I'll give three experiences I've had over a period of time...I've had others growing up, but these are most recent and stick in my mind. I think most people love nature, I do. I can get overcome with passion and emotions and everything is awesome and beautiful. I love taking pictures and see art in everything I look at. Okay, so I go to a favorite place and I'm having a particularly bad day. I'm walking/hiking/crying, talking to God, getting angry...blah, blah, blah... I am not religious at all, but believe in other realms and a creator...but sometimes I feel like I'm some freak or something because of my experiences. This one day I'm hurt, crying angry and cry out to god what is wrong with me, give me something to know it's real. I fell to my knees sobbing and began to hear sounds, like a low hum, that grew louder and higher and honestly, the best description would be like angel's singing or some angelic sounding choir. I don't hear words, just the sound and strings maybe, but not like they are playing anything particular, but a note that rises(?) Lows and highs. It's hard for me to explain...I think I'm gunshy so I feel sort of ashamed. But that's not all, you know how you see shimmering waves of heat when on a hot day, it seems to bounce off a hot road? Well, here I am in the woods and now I'm seeing shimmering metallic looking colors with pinpoints of gold popping up here and there.
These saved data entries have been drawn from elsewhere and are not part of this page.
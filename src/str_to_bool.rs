/// How a string is read as a boolean
#[derive(Clone, Debug, Eq, PartialEq)]
pub enum BooleanRule {
    /// True exactly when the string is one of these
    Truthy(Vec<String>),
    /// False exactly when the string is one of these
    Falsy(Vec<String>),
}

impl Default for BooleanRule {
    fn default() -> Self {
        Self::Truthy(vec!["1".into(), "true".into()])
    }
}

/// Read a string as a boolean. This cannot fail. The comparison is exact, any casefolding has
/// already been applied.
pub fn str_to_bool(src: &str, rule: &BooleanRule) -> bool {
    match rule {
        BooleanRule::Truthy(truthy) => truthy.iter().any(|t| t == src),
        BooleanRule::Falsy(falsy) => !falsy.iter().any(|f| f == src),
    }
}

#[cfg(test)]
mod tests {
    use super::*;

    #[test]
    fn test_default_rule() {
        let rule = BooleanRule::default();
        assert!(str_to_bool("1", &rule));
        assert!(str_to_bool("true", &rule));
        assert!(!str_to_bool("TRUE", &rule));
        assert!(!str_to_bool("yes", &rule));
        assert!(!str_to_bool("", &rule));
    }

    #[test]
    fn test_falsy_rule() {
        let rule = BooleanRule::Falsy(vec!["no".into(), "off".into()]);
        assert!(!str_to_bool("no", &rule));
        assert!(!str_to_bool("off", &rule));
        assert!(str_to_bool("", &rule));
        assert!(str_to_bool("anything", &rule));
    }
}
It was incredible and amazing. It didn't last long, but I was absolutely floored by it.

Another time, I was having a hard time (again)....talking on the phone with a friend, sobbing, who began to pray for me. my friend was sort of religious, but having doubts with it... I saw shadows around me, but behind the shadows were the shimmering waves of color again and gold pin points along with more noticeable shapes as though compensating for the dark shadows in front of them. the dark shapes then seemed to back off and/or fade.
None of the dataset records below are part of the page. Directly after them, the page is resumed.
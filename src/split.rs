//! Splitting for the `list` type.

use regex::Regex;

/// What a list is split on
#[derive(Clone, Debug)]
pub enum Delimiter {
    /// A literal string
    Literal(String),
    /// Any of several literal strings. Where several match at the same place, the longest wins.
    AnyOf(Vec<String>),
    /// A regular expression
    Pattern(Regex),
}

impl Default for Delimiter {
    fn default() -> Self {
        Self::Literal(",".into())
    }
}

impl From<&str> for Delimiter {
    fn from(src: &str) -> Self {
        Self::Literal(src.to_owned())
    }
}

impl From<String> for Delimiter {
    fn from(src: String) -> Self {
        Self::Literal(src)
    }
}

impl From<Vec<&str>> for Delimiter {
    fn from(src: Vec<&str>) -> Self {
        Self::AnyOf(src.into_iter().map(Into::into).collect())
    }
}

impl From<Vec<String>> for Delimiter {
    fn from(src: Vec<String>) -> Self {
        Self::AnyOf(src)
    }
}

impl From<Regex> for Delimiter {
    fn from(src: Regex) -> Self {
        Self::Pattern(src)
    }
}

/// The most parts a list is split into
#[derive(Clone, Copy, Debug, Default, Eq, PartialEq)]
pub enum Parts {
    /// At most this many. The last part holds the unsplit remainder.
    Count(i64),
    /// No limit
    #[default]
    Unbounded,
}

impl From<i64> for Parts {
    fn from(src: i64) -> Self {
        Self::Count(src)
    }
}

/// A capture group of a regular expression delimiter
#[derive(Clone, Debug, Eq, PartialEq)]
pub enum Group {
    /// By index, `0` being the whole match
    Index(usize),
    /// By name
    Name(String),
}

/// Which part of each regular expression match is the delimiter
#[derive(Clone, Debug, Default, Eq, PartialEq)]
pub enum On {
    /// The whole match
    #[default]
    First,
    /// Every capture group, but not the whole match
    AllButFirst,
    /// Every named capture group
    AllNames,
    /// These capture groups
    Groups(Vec<Group>),
}

/// Validated splitting settings
#[derive(Clone, Debug)]
pub struct Splitting {
    /// What to split on
    pub delimiter: Delimiter,
    /// Most parts, `None` for no limit
    pub parts: Option<usize>,
    /// Drop empty parts
    pub trim: bool,
    /// Which part of a regex match is the delimiter
    pub on: On,
    /// Keep delimiter text in the output, between the parts
    pub include_captures: bool,
}

/// Split a value. This cannot fail, splitting an empty string gives `[""]` (or `[]` with `trim`).
pub fn split(value: &str, settings: &Splitting) -> Vec<String> {
    let spans = delimiter_spans(value, settings);

    let mut out = Vec::new();
    let mut parts = 0;
    let mut start = 0;
    for (span_start, span_end) in spans {
        // Overlapping capture groups are skipped
        if span_start < start {
            continue;
        }
        if settings.parts.is_some_and(|max| parts + 1 >= max) {
            break;
        }
        let piece = &value[start..span_start];
        if !(settings.trim && piece.is_empty()) {
            out.push(piece.to_owned());
            parts += 1;
        }
        if settings.include_captures {
            out.push(value[span_start..span_end].to_owned());
        }
        start = span_end;
    }

    let rest = &value[start..];
    if !(settings.trim && rest.is_empty()) {
        out.push(rest.to_owned());
    }
    out
}

// Byte ranges of the delimiters, in order
fn delimiter_spans(value: &str, settings: &Splitting) -> Vec<(usize, usize)> {
    match &settings.delimiter {
        Delimiter::Literal(literal) => value
            .match_indices(literal.as_str())
            .map(|(idx, m)| (idx, idx + m.len()))
            .collect(),
        Delimiter::AnyOf(literals) => any_of_spans(value, literals),
        Delimiter::Pattern(regex) => regex_spans(value, regex, &settings.on),
    }
}

fn any_of_spans(value: &str, literals: &[String]) -> Vec<(usize, usize)> {
    let mut spans = Vec::new();
    let mut idx = 0;
    while idx < value.len() {
        let rest = &value[idx..];
        let longest = literals
            .iter()
            .filter(|literal| rest.starts_with(literal.as_str()))
            .map(String::len)
            .max();
        match longest {
            Some(len) => {
                spans.push((idx, idx + len));
                idx += len;
            }
            None => {
                idx += rest.chars().next().map_or(1, char::len_utf8);
            }
        }
    }
    spans
}

fn regex_spans(value: &str, regex: &Regex, on: &On) -> Vec<(usize, usize)> {
    if *on == On::First {
        return regex
            .find_iter(value)
            .map(|m| (m.start(), m.end()))
            .collect();
    }

    let indices: Vec<usize> = match on {
        On::First => vec![0],
        On::AllButFirst => (1..regex.captures_len()).collect(),
        On::AllNames => regex
            .capture_names()
            .enumerate()
            .filter_map(|(idx, name)| name.map(|_| idx))
            .collect(),
        On::Groups(groups) => groups
            .iter()
            .filter_map(|group| match group {
                Group::Index(idx) => Some(*idx),
                Group::Name(name) => regex.capture_names().position(|n| n == Some(name.as_str())),
            })
            .collect(),
    };

    let mut spans = Vec::new();
    for captures in regex.captures_iter(value) {
        let mut matched: Vec<(usize, usize)> = indices
            .iter()
            .filter_map(|idx| captures.get(*idx))
            .map(|m| (m.start(), m.end()))
            .collect();
        matched.sort_unstable();
        spans.extend(matched);
    }
    spans
}

#[cfg(test)]
mod tests {
    use super::*;

    fn settings(delimiter: impl Into<Delimiter>) -> Splitting {
        Splitting {
            delimiter: delimiter.into(),
            parts: None,
            trim: false,
            on: On::First,
            include_captures: false,
        }
    }

    #[test]
    fn test_split_literal() {
        let s = settings(",");
        assert_eq!(split("1,2,3", &s), vec!["1", "2", "3"]);
        assert_eq!(split("", &s), vec![""]);
        assert_eq!(split(",a,,b,", &s), vec!["", "a", "", "b", ""]);
        assert_eq!(split("a", &s), vec!["a"]);

        let s = settings(", ");
        assert_eq!(split("a, b,c", &s), vec!["a", "b,c"]);
    }

    #[test]
    fn test_split_trim() {
        let s = Splitting {
            trim: true,
            ..settings(",")
        };
        assert_eq!(split(",a,,b,", &s), vec!["a", "b"]);
        assert_eq!(split("", &s), Vec::<String>::new());
    }

    #[test]
    fn test_split_parts() {
        let s = Splitting {
            parts: Some(2),
            ..settings(",")
        };
        assert_eq!(split("a,b,c", &s), vec!["a", "b,c"]);
        assert_eq!(split("a", &s), vec!["a"]);

        let s = Splitting {
            parts: Some(1),
            ..settings(",")
        };
        assert_eq!(split("a,b,c", &s), vec!["a,b,c"]);

        // empty parts dropped by trim do not count
        let s = Splitting {
            parts: Some(2),
            trim: true,
            ..settings(",")
        };
        assert_eq!(split(",,a,b,c", &s), vec!["a", "b,c"]);
    }

    #[test]
    fn test_split_any_of() {
        let s = settings(vec![",", ";", ";;"]);
        assert_eq!(split("a,b;c;;d", &s), vec!["a", "b", "c", "d"]);
    }

    #[test]
    fn test_split_regex() {
        let s = settings(Regex::new(r"\s*[,;]\s*").unwrap());
        assert_eq!(split("a , b;c", &s), vec!["a", "b", "c"]);

        let s = Splitting {
            include_captures: true,
            ..settings(Regex::new(r"[,;]").unwrap())
        };
        assert_eq!(split("a,b;c", &s), vec!["a", ",", "b", ";", "c"]);
    }

    #[test]
    fn test_split_regex_groups() {
        // split only on the `-` between digits, leaving the digits in place
        let regex = Regex::new(r"\d(-)\d").unwrap();
        let s = Splitting {
            on: On::AllButFirst,
            ..settings(regex.clone())
        };
        assert_eq!(split("a1-2b", &s), vec!["a1", "2b"]);

        let s = Splitting {
            on: On::Groups(vec![Group::Index(1)]),
            ..settings(regex)
        };
        assert_eq!(split("a1-2b", &s), vec!["a1", "2b"]);

        let regex = Regex::new(r"x(?<sep>\|)y").unwrap();
        let s = Splitting {
            on: On::AllNames,
            include_captures: true,
            ..settings(regex.clone())
        };
        assert_eq!(split("ax|yb", &s), vec!["ax", "|", "yb"]);

        let s = Splitting {
            on: On::Groups(vec![Group::Name("sep".into())]),
            ..settings(regex)
        };
        assert_eq!(split("ax|yb", &s), vec!["ax", "yb"]);
    }
}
Okay, so those are weird. I am SO thankful for all the experiences I have had, but yet I feel like I can't share them, just keep them to myself. then when time goes by, I analyze them and wonder what the heck is wrong with me. I do this battle. I hate it. :-( It's the downside of being spiritual and analytical as well. Plus my best friend is extremely, extremely analytical which makes it difficult for me.

This last experience, I'm out mowing my lawn. I love mowing my lawn. I love my property. When I'm out there, I am always in awe of the beauty. I have planted a great deal of trees, flowers, shrubs...and I'm also fearful I may lose my property to the soon to be ex who's very vindictive. So I'm mowing and feeling very sad about the chance I may lose this land...and I'm talking to god in my mind and then it felt like I crossed over into this other dimension again and honestly, I felt like I could hear something from above, or ...I don't know, it's not my thoughts, but something else and the trees started blowing in a different direction...and I felt their thanks and I felt love. I know it sounds so ludicrous.

So I got brave finally because I was asked to share before and held back and friend did not want me to do that, no secrets, my friend wants to share in my experiences. So I tell. Not fully because I felt foolish. Later on my friend starts debating it and I took it as ridiculing me and thinking I had slipped a cog. We got on the great can blades of grass feel pain when mowed debate. I told my friend about studies I've read about regarding things like that. already long story tried to be shortened. I felt humiliated and hung up. I felt really hurt, friend was ****ed that I hung up...then wondering if my thinking is off.

ShOuld I keep things things to myself? Am I some freak? Has anyone else experienced odd things like this? how can I keep myself from getting upset. Maybe I'm just having a breakdown.